── Supplied entries

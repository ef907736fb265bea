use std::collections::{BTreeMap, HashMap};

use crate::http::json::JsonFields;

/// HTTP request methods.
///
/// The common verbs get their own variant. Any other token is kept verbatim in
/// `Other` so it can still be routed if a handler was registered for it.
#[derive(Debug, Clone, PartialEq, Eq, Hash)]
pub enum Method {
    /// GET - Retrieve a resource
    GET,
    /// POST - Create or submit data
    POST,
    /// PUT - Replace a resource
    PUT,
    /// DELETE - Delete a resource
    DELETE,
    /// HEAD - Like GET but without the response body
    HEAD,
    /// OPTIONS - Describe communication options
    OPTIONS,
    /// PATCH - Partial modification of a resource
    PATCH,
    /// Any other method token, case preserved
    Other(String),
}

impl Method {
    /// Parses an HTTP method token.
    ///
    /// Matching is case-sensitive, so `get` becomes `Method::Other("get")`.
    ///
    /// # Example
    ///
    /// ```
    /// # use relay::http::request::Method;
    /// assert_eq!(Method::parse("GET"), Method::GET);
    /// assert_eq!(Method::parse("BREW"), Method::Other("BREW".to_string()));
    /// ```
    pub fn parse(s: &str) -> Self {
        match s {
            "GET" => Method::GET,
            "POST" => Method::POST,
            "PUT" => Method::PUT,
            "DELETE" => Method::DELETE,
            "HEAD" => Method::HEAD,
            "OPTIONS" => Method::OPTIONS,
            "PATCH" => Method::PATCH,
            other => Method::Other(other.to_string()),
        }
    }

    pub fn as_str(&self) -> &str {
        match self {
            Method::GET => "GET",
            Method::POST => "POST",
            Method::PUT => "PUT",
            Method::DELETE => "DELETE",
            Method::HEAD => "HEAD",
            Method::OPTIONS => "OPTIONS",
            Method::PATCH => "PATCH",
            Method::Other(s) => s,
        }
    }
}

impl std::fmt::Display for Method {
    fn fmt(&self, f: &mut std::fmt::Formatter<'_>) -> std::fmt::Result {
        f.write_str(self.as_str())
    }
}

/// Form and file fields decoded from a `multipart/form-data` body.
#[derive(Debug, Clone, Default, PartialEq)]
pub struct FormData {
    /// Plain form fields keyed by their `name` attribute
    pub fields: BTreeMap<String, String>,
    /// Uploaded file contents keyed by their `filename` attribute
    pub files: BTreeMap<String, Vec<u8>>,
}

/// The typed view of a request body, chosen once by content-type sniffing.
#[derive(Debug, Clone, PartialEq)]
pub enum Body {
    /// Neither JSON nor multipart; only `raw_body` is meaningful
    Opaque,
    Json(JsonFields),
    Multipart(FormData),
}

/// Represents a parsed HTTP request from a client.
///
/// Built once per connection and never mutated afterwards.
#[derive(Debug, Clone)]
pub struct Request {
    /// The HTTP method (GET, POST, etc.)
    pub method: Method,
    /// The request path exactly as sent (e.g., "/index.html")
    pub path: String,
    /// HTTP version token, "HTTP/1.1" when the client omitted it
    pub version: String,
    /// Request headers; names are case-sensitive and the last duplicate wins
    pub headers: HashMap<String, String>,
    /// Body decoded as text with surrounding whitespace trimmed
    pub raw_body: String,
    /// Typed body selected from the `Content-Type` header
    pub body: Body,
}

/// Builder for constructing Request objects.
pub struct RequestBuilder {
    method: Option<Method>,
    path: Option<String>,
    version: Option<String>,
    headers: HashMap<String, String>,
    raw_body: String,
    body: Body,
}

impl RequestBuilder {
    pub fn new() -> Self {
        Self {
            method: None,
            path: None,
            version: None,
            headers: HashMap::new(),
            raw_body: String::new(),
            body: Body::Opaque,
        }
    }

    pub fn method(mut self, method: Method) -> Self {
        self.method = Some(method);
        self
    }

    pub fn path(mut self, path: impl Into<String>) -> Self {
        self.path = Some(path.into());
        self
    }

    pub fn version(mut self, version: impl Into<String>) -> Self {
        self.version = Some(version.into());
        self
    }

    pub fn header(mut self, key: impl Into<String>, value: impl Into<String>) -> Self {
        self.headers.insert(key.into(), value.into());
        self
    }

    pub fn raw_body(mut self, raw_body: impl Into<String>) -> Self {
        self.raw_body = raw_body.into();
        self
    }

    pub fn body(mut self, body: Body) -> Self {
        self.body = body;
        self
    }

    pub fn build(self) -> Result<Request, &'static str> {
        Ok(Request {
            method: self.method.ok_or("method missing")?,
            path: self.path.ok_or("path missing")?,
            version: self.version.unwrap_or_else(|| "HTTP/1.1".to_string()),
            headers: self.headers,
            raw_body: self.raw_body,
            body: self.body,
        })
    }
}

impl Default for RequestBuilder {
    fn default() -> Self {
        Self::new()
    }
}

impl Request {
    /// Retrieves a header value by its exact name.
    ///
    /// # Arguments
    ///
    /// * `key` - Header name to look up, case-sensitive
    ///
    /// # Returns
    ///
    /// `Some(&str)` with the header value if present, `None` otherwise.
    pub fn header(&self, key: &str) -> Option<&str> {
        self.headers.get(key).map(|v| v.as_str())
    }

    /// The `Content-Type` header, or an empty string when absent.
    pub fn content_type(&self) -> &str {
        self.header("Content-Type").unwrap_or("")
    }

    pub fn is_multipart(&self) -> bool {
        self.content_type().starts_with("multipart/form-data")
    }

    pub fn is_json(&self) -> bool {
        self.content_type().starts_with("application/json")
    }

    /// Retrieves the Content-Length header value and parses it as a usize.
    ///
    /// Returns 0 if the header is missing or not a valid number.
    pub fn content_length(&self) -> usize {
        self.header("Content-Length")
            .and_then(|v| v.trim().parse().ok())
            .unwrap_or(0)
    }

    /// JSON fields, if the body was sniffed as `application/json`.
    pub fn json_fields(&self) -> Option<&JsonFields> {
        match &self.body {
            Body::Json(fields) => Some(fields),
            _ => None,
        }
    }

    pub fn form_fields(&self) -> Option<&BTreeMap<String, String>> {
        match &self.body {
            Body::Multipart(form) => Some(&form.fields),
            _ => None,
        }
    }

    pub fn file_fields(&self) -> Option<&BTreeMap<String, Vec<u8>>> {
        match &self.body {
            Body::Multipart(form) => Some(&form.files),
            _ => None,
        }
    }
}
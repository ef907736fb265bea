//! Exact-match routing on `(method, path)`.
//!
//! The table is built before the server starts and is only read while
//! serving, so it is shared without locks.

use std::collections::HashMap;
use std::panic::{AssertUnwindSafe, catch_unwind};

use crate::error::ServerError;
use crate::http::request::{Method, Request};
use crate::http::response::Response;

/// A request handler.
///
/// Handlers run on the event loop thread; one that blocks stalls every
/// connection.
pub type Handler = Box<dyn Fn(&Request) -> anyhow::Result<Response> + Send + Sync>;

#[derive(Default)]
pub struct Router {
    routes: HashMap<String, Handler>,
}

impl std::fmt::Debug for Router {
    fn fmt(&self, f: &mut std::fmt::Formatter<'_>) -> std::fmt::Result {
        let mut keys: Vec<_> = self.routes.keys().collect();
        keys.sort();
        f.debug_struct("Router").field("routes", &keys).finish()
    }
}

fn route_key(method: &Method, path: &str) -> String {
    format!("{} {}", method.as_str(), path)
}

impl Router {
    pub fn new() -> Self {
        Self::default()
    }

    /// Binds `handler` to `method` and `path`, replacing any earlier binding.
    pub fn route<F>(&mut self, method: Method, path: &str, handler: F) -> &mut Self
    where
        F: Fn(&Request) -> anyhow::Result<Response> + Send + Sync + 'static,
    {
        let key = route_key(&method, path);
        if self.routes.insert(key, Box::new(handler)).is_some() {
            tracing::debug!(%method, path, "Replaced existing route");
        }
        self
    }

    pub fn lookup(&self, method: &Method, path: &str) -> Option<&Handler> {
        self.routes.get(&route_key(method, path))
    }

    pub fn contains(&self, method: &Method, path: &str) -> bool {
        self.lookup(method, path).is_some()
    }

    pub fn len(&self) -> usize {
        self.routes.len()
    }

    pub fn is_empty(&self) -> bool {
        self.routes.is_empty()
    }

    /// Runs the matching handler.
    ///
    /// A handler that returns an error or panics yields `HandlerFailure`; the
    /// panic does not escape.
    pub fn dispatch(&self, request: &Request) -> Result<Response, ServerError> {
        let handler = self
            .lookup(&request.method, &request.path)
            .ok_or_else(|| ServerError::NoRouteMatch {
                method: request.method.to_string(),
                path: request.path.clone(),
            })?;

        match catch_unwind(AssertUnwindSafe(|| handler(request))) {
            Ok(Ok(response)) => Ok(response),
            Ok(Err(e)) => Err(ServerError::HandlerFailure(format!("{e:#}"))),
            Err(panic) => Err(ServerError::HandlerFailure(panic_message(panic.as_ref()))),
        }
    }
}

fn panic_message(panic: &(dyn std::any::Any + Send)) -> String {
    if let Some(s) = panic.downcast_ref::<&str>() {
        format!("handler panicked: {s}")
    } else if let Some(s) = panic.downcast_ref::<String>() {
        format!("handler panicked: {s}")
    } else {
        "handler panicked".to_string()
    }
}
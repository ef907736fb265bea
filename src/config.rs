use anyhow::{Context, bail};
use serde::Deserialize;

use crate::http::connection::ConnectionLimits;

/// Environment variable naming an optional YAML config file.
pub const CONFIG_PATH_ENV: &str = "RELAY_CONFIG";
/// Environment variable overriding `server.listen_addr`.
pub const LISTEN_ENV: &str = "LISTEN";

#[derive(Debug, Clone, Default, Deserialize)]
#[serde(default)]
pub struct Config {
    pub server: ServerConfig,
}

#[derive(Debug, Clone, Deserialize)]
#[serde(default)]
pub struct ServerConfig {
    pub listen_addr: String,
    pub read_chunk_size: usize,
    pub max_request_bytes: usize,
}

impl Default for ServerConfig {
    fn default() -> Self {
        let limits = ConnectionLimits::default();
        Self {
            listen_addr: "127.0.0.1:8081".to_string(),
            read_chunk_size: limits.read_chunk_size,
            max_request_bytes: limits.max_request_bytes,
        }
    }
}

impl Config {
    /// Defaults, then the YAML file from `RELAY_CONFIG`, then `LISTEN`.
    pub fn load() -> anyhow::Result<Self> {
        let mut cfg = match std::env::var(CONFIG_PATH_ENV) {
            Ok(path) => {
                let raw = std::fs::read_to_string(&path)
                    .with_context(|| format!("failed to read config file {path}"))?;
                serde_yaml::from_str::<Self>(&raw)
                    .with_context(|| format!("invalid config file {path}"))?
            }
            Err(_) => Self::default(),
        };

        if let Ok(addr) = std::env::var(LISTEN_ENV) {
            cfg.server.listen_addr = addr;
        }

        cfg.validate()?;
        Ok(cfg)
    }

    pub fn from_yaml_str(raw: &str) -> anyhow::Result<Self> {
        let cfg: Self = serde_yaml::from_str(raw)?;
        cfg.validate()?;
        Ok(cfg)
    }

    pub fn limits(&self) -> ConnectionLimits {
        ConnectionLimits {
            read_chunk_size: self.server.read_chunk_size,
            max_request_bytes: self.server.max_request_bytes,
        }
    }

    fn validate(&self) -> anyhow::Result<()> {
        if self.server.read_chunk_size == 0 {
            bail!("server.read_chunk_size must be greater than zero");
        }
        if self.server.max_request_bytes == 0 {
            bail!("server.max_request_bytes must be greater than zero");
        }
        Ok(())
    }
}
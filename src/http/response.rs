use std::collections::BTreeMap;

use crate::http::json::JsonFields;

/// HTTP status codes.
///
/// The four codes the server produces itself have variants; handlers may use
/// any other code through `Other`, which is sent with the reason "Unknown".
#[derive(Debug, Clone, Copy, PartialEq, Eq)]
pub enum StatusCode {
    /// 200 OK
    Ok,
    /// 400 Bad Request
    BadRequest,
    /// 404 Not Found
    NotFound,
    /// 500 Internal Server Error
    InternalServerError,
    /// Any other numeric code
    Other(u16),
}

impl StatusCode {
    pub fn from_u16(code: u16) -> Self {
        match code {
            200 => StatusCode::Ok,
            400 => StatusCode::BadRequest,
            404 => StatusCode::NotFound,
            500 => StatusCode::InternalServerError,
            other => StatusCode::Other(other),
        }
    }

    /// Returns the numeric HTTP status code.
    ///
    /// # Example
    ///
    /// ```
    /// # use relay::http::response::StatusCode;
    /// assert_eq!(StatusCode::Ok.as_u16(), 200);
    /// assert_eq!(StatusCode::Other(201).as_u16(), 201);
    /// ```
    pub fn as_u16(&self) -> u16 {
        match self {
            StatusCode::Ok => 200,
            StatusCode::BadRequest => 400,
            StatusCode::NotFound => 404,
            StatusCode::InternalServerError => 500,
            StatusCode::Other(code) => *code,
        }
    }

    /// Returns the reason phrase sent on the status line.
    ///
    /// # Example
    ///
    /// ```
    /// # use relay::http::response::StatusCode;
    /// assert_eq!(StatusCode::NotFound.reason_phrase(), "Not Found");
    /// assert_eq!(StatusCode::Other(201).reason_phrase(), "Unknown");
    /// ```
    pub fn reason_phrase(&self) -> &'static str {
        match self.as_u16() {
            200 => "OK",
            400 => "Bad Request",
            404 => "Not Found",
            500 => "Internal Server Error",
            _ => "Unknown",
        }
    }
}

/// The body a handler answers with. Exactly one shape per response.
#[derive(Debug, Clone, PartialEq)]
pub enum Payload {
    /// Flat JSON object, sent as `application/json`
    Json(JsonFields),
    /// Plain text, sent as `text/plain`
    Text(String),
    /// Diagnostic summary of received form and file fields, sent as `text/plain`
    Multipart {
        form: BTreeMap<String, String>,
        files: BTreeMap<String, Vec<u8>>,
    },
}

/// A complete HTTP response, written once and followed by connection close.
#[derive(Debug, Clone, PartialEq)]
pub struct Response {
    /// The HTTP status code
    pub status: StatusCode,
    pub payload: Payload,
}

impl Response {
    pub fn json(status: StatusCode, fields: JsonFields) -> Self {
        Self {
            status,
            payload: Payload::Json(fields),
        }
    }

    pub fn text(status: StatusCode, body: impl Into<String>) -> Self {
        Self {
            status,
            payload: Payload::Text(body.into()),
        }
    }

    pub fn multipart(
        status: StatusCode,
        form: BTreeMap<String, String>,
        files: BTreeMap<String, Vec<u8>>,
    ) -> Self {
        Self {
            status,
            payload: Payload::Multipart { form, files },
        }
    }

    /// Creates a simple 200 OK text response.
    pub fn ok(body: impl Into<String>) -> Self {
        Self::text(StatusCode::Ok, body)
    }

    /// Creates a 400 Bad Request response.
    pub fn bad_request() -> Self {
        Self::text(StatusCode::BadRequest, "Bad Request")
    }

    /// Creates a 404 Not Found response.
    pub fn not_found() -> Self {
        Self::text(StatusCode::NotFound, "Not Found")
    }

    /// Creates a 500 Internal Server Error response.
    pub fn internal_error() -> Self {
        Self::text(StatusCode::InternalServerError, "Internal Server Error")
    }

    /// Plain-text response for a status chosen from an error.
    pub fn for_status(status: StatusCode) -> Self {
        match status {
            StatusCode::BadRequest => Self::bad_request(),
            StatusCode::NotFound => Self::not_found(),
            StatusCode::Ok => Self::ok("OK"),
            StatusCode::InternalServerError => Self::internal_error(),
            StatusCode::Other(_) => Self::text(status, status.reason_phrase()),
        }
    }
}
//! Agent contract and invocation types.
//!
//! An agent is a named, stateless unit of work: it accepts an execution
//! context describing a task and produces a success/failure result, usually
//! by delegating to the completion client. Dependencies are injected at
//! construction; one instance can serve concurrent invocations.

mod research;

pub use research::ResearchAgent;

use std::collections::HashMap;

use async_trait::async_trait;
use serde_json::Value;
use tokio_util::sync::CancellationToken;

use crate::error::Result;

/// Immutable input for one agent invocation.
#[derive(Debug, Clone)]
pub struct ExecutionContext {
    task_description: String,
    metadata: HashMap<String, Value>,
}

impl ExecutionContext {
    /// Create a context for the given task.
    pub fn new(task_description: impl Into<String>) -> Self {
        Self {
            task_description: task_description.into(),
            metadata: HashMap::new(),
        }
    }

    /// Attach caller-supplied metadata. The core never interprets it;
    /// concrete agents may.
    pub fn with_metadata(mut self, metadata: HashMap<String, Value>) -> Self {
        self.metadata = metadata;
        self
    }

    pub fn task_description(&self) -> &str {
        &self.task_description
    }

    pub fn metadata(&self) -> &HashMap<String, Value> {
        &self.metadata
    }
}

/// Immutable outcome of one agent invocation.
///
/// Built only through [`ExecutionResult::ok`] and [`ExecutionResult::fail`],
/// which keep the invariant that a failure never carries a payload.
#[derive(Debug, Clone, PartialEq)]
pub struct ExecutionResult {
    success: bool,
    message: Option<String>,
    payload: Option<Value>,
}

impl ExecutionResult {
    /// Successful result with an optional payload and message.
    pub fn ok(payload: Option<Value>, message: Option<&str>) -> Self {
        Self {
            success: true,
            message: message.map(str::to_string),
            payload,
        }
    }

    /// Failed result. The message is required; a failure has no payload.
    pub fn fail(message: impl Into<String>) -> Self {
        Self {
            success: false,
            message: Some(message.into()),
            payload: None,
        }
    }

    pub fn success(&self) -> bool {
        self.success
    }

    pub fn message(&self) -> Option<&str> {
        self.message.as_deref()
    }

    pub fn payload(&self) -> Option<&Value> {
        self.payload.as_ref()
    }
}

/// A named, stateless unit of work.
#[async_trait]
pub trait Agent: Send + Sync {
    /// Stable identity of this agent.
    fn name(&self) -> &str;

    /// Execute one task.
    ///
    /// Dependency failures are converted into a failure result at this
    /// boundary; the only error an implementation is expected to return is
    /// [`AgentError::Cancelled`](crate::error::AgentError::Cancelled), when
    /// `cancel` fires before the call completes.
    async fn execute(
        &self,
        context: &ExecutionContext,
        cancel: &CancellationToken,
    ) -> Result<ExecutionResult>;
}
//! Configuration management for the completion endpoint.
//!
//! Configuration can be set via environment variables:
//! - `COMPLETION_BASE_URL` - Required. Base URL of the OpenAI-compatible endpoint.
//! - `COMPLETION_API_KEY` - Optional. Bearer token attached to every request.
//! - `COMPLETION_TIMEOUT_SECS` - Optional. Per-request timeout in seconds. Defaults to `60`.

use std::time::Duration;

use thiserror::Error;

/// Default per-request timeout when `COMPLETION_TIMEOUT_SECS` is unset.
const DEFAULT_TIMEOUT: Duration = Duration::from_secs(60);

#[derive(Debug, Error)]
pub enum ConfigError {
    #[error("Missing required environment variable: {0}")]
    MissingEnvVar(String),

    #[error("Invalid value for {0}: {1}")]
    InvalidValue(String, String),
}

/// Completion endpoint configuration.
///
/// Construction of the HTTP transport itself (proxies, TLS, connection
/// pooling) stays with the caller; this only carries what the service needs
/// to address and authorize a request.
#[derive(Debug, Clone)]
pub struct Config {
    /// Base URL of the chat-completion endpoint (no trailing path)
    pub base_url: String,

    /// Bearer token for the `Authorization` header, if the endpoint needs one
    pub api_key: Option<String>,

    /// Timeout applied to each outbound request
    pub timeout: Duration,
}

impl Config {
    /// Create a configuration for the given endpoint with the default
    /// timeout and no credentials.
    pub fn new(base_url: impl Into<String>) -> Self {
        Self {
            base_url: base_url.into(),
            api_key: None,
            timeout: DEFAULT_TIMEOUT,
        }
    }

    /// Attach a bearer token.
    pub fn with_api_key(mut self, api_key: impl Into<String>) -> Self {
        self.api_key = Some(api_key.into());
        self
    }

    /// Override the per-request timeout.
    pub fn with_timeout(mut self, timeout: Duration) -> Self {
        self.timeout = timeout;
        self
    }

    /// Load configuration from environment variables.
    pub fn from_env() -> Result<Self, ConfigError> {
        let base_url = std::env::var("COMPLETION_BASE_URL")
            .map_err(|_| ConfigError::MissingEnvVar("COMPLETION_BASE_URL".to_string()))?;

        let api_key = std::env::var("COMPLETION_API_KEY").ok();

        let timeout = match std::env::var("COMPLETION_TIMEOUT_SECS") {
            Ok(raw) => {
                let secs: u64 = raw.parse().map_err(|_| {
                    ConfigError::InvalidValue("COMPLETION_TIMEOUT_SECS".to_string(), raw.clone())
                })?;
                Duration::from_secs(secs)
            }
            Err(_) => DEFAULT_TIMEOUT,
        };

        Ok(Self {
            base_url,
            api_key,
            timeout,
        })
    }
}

────

- [Your instructions] Each line of the entries above that includes the string "DELETE" should be copied out.

- [Your solution]
    /// DELETE - Delete a resource
    DELETE,
            "DELETE" => Method::DELETE,
            Method::DELETE => "DELETE",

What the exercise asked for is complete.